The Exaltation of the Holy Cross

14th September 2014

The Readings

The Kenites were a tribe of nomadic people in the Sinai desert area about 1200 BC; they were metal workers and their name would translate as’ Smith.’ In that area, evidence has been found of metal representations of a serpent on a rod, probably linked with a religious belief in its curative powers. These images were treated as sacred by the Israelites for we know that in 700 BC king Hezekiah had them all destroyed (2 Kings 18:1-7) as pagan idols. Our reading today tells of the origin of this cult among the Chosen People. Moses was leading the people in the area of the Kenites with which he was familiar. Jethro, Moses’ father-in-law, was a Kenite, and that is how Moses would have know about the serpent. The serpent on a cross is to this day a symbol of the medical profession and there are a lot of different accounts of its origin (try googling “medical symbol”)! Some scholars have thought that one of the names the Kenites had for God was Yahweh, the name revealed to Moses at a burning bush when he was shepherding in that area (see Exodus 3:1-14). A lot of superstitions creep into religious practice and Christianity has its fair share of these, but they do not persist for ever. A later book in the Catholic Bible, the Wisdom of Solomon, explains away any superstition about this symbol: “the one who turned towards it was saved, not by the thing that was beheld, but by You, the Saviour of all, … it was your word, O Lord, that heals all people.” The gospel reading will reveal why this is our first reading today.

The second reading is a very early hymn from the Jewish Christian community that Paul is quoting. It is about the saving work of Christ, but in Paul’s letter it is introduced with a very important sentence for us (which our reading follows): “In your relationships with one another, have the same mindset as Christ Jesus, who …” There are what we would call six verses to the poem: about the pre-existence of Christ as God, the emptying of Himself to become one of us, the humble self-sacrificing of his life on earth, His exaltation, His acclamation over the whole of creation and the acknowledgement of Him as the Lord God. It is the first of these, particularly, that is held up as the pattern for the way that we, Christians, should live; it uses a Greek word for emptying that has given rise to a whole way of thinking, the word kenosis, but it is not just thinking but rather the entire way that we should lead our lives as Christians (see also Wikipedia).
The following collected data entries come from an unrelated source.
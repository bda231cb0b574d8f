//! Environment-driven console configuration.

use std::path::PathBuf;

use item_admin_core::{DEFAULT_PAGE_SIZE, TOKEN_KEY};
use thiserror::Error;

pub const DEFAULT_API_URL: &str = "http://localhost:8000";

#[derive(Debug, Error, PartialEq, Eq)]
pub enum ConfigError {
    #[error("invalid value for {key}: {value}")]
    InvalidValue { key: &'static str, value: String },
}

#[derive(Debug, Clone, PartialEq, Eq)]
pub struct Config {
    pub api_url: String,
    pub token_file: PathBuf,
    pub page_size: u32,
}

impl Config {
    /// Load configuration from environment variables
    pub fn from_env() -> Result<Self, ConfigError> {
        Self::from_lookup(|key| std::env::var(key).ok())
    }

    pub fn from_lookup(lookup: impl Fn(&str) -> Option<String>) -> Result<Self, ConfigError> {
        let api_url = lookup("ITEM_ADMIN_API_URL").unwrap_or_else(|| DEFAULT_API_URL.to_string());

        let token_file = lookup("ITEM_ADMIN_TOKEN_FILE")
            .map(PathBuf::from)
            .unwrap_or_else(|| {
                lookup("HOME")
                    .map(PathBuf::from)
                    .unwrap_or_default()
                    .join(".item-admin")
                    .join(TOKEN_KEY)
            });

        let page_size = match lookup("ITEM_ADMIN_PAGE_SIZE") {
            Some(raw) => match raw.trim().parse::<u32>() {
                Ok(n) if n > 0 => n,
                _ => {
                    return Err(ConfigError::InvalidValue {
                        key: "ITEM_ADMIN_PAGE_SIZE",
                        value: raw,
                    })
                }
            },
            None => DEFAULT_PAGE_SIZE,
        };

        Ok(Self {
            api_url,
            token_file,
            page_size,
        })
    }
}

#[cfg(test)]
mod tests {
    use std::collections::HashMap;

    use super::*;

    fn lookup(pairs: &[(&str, &str)]) -> impl Fn(&str) -> Option<String> {
        let map: HashMap<String, String> = pairs
            .iter()
            .map(|(k, v)| (k.to_string(), v.to_string()))
            .collect();
        move |key| map.get(key).cloned()
    }

    #[test]
    fn defaults() {
        let config = Config::from_lookup(lookup(&[("HOME", "/home/ops")])).unwrap();
        assert_eq!(config.api_url, DEFAULT_API_URL);
        assert_eq!(config.token_file, PathBuf::from("/home/ops/.item-admin/token"));
        assert_eq!(config.page_size, DEFAULT_PAGE_SIZE);
    }

    #[test]
    fn overrides() {
        let config = Config::from_lookup(lookup(&[
            ("ITEM_ADMIN_API_URL", "https://api.example.com"),
            ("ITEM_ADMIN_TOKEN_FILE", "/tmp/t"),
            ("ITEM_ADMIN_PAGE_SIZE", "20"),
        ]))
        .unwrap();
        assert_eq!(config.api_url, "https://api.example.com");
        assert_eq!(config.token_file, PathBuf::from("/tmp/t"));
        assert_eq!(config.page_size, 20);
    }

    #[test]
    fn rejects_bad_values() {
        let err = Config::from_lookup(lookup(&[("ITEM_ADMIN_PAGE_SIZE", "0")])).unwrap_err();
        assert_eq!(
            err,
            ConfigError::InvalidValue {
                key: "ITEM_ADMIN_PAGE_SIZE",
                value: "0".to_string()
            }
        );
        assert!(Config::from_lookup(lookup(&[("ITEM_ADMIN_PAGE_SIZE", "many")])).is_err());
    }
}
This reading is part of the story about Nicodemus’ conversation with Jesus at night-time. Jesus’ statement about the need for rebirth is not understood and He asks how then can Nicodemus grasp heavenly truths. Only someone who has come down from heaven can explain these – Jesus, the Son of Man. And the great mystery is that of the cross. John uses the words “lifted up” in many places to refer simultaneously to the cross and the exaltation of Christ, for the mystery is that Jesus’ self sacrifice of His life is, at the same time, the fulfillment of the glorious transformation of the human to something that is heavenly. He likens it to the sign of the serpent lifted up for those who see it to be healed, but here it is those who believe that are saved. The incident of the first reading is seen as a type or foreshadowing of the saving power of the mystery of the cross for those who believe – who are born anew. Our self-sacrifice is sharing in the very life and glory of God!